EXERCISE REQUIREMENTS:
Of the entries below, copy only those lines that contain the word "Some".

━━━━━ PROVIDED RECORDS

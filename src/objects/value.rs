use std::fmt;

use compact_str::{CompactString, ToCompactString};
use derive_more::Display;

use crate::{
    errors::RuntimeErrorKind,
    objects::{BuiltinMethods, Function, Handle, List, Map},
    utils::{format_number, quote_str},
};

/// Nesting limit for printing and comparing containers, which may be cyclic.
pub(crate) const MAX_NESTING: usize = 16;

/// Enum of all script values.
#[derive(Debug, Clone, Default)]
pub enum Value {
    /// `null`
    #[default]
    Nil,
    /// `true` / `false`
    Boolean(bool),
    /// A 64-bit floating point number.
    Number(f64),
    /// An immutable UTF-8 string.
    String(CompactString),
    /// A mutable, shared list.
    List(List),
    /// A mutable, shared, insertion-ordered map with string keys.
    Map(Map),
    /// A script closure or a host callback.
    Function(Function),
    /// An opaque host object.
    Handle(Handle),
}

/// The type of [`Value`].
#[derive(Debug, Clone, Copy, PartialEq, Eq, Hash, Display)]
pub enum ValueType {
    #[display("null")]
    Nil,
    #[display("boolean")]
    Boolean,
    #[display("number")]
    Number,
    #[display("string")]
    String,
    #[display("list")]
    List,
    #[display("map")]
    Map,
    #[display("function")]
    Function,
    #[display("handle")]
    Handle,
}

impl Value {
    pub const fn value_type(&self) -> ValueType {
        match self {
            Value::Nil => ValueType::Nil,
            Value::Boolean(_) => ValueType::Boolean,
            Value::Number(_) => ValueType::Number,
            Value::String(_) => ValueType::String,
            Value::List(_) => ValueType::List,
            Value::Map(_) => ValueType::Map,
            Value::Function(_) => ValueType::Function,
            Value::Handle(_) => ValueType::Handle,
        }
    }

    pub fn is_nil(&self) -> bool {
        matches!(self, Value::Nil)
    }

    /// `null`, `false`, `0`, `""` and empty containers are falsy.
    pub fn is_truthy(&self) -> bool {
        match self {
            Value::Nil => false,
            Value::Boolean(v) => *v,
            Value::Number(v) => *v != 0.0 && !v.is_nan(),
            Value::String(v) => !v.is_empty(),
            Value::List(v) => !v.is_empty(),
            Value::Map(v) => !v.is_empty(),
            Value::Function(_) | Value::Handle(_) => true,
        }
    }

    /// Numeric coercion used by arithmetic. Containers, functions and handles
    /// have no numeric value.
    pub fn to_number(&self) -> Option<f64> {
        match self {
            Value::Nil => Some(0.0),
            Value::Boolean(v) => Some(f64::from(u8::from(*v))),
            Value::Number(v) => Some(*v),
            Value::String(v) => Some(parse_number(v)),
            Value::List(_) | Value::Map(_) | Value::Function(_) | Value::Handle(_) => None,
        }
    }

    /// The text used when a value becomes a map key or is concatenated.
    pub fn to_key(&self) -> CompactString {
        match self {
            Value::String(v) => v.clone(),
            v => v.to_compact_string(),
        }
    }

    pub fn as_map(&self) -> Option<&Map> {
        match self {
            Value::Map(v) => Some(v),
            _ => None,
        }
    }

    pub fn as_function(&self) -> Option<&Function> {
        match self {
            Value::Function(v) => Some(v),
            _ => None,
        }
    }

    /// Quoted representation, as used for elements nested in containers.
    pub fn repr(&self) -> String {
        let mut s = String::new();
        let _ = self.write(&mut s, true, 0);
        s
    }

    /// Structural equality: identical references short-circuit, containers
    /// compare element-wise, functions and handles by identity.
    pub fn equals(&self, other: &Value) -> bool {
        self.equals_at(other, 0)
    }

    pub(crate) fn equals_at(&self, other: &Value, depth: usize) -> bool {
        if depth > MAX_NESTING {
            return false;
        }
        match (self, other) {
            (Value::Nil, Value::Nil) => true,
            (Value::Boolean(a), Value::Boolean(b)) => a == b,
            (Value::Number(a), Value::Number(b)) => a == b,
            (Value::String(a), Value::String(b)) => a == b,
            (Value::List(a), Value::List(b)) => a.equals(b, depth),
            (Value::Map(a), Value::Map(b)) => a.equals(b, depth),
            (Value::Function(a), Value::Function(b)) => a == b,
            (Value::Handle(a), Value::Handle(b)) => a == b,
            _ => false,
        }
    }

    /// Whether `name` is a builtin method of this value's type.
    pub fn has_method(&self, name: &str) -> bool {
        match self {
            Value::String(_) => CompactString::has_method(name),
            Value::List(_) => List::has_method(name),
            Value::Map(_) => Map::has_method(name),
            _ => false,
        }
    }

    /// Calls a whitelisted builtin method. Names outside the whitelist of the
    /// value's type fail with [`RuntimeErrorKind::MethodNotFound`].
    pub fn call_method(&self, name: &str, args: Vec<Value>) -> Result<Value, RuntimeErrorKind> {
        match self {
            Value::String(v) if CompactString::has_method(name) => v.call_method(name, args),
            Value::List(v) if List::has_method(name) => v.call_method(name, args),
            Value::Map(v) if Map::has_method(name) => v.call_method(name, args),
            v => Err(RuntimeErrorKind::MethodNotFound {
                value_type: v.value_type(),
                method: name.into(),
            }),
        }
    }

    pub(crate) fn write(&self, f: &mut dyn fmt::Write, quoted: bool, depth: usize) -> fmt::Result {
        match self {
            Value::Nil => f.write_str("null"),
            Value::Boolean(v) => write!(f, "{v}"),
            Value::Number(v) => f.write_str(&format_number(*v)),
            Value::String(v) if quoted => f.write_str(&quote_str(v)),
            Value::String(v) => f.write_str(v),
            Value::List(v) => v.write(f, depth),
            Value::Map(v) => v.write(f, depth),
            Value::Function(v) => write!(f, "{v}"),
            Value::Handle(v) => write!(f, "{v}"),
        }
    }
}

impl fmt::Display for Value {
    fn fmt(&self, f: &mut fmt::Formatter<'_>) -> fmt::Result {
        self.write(f, false, 0)
    }
}

impl PartialEq for Value {
    fn eq(&self, other: &Self) -> bool {
        self.equals(other)
    }
}

/// Parses a decimal string, ignoring surrounding whitespace. Anything else is NaN.
pub(crate) fn parse_number(s: &str) -> f64 {
    let s = s.trim();
    if s.is_empty() {
        return 0.0;
    }
    s.parse::<f64>().unwrap_or(f64::NAN)
}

━━━━━━━━━━

ANSWER TO THE EXERCISE:
            Value::Nil => Some(0.0),
            Value::Boolean(v) => Some(f64::from(u8::from(*v))),
            Value::Number(v) => Some(*v),
            Value::String(v) => Some(parse_number(v)),
            Value::Map(v) => Some(v),
            Value::Function(v) => Some(v),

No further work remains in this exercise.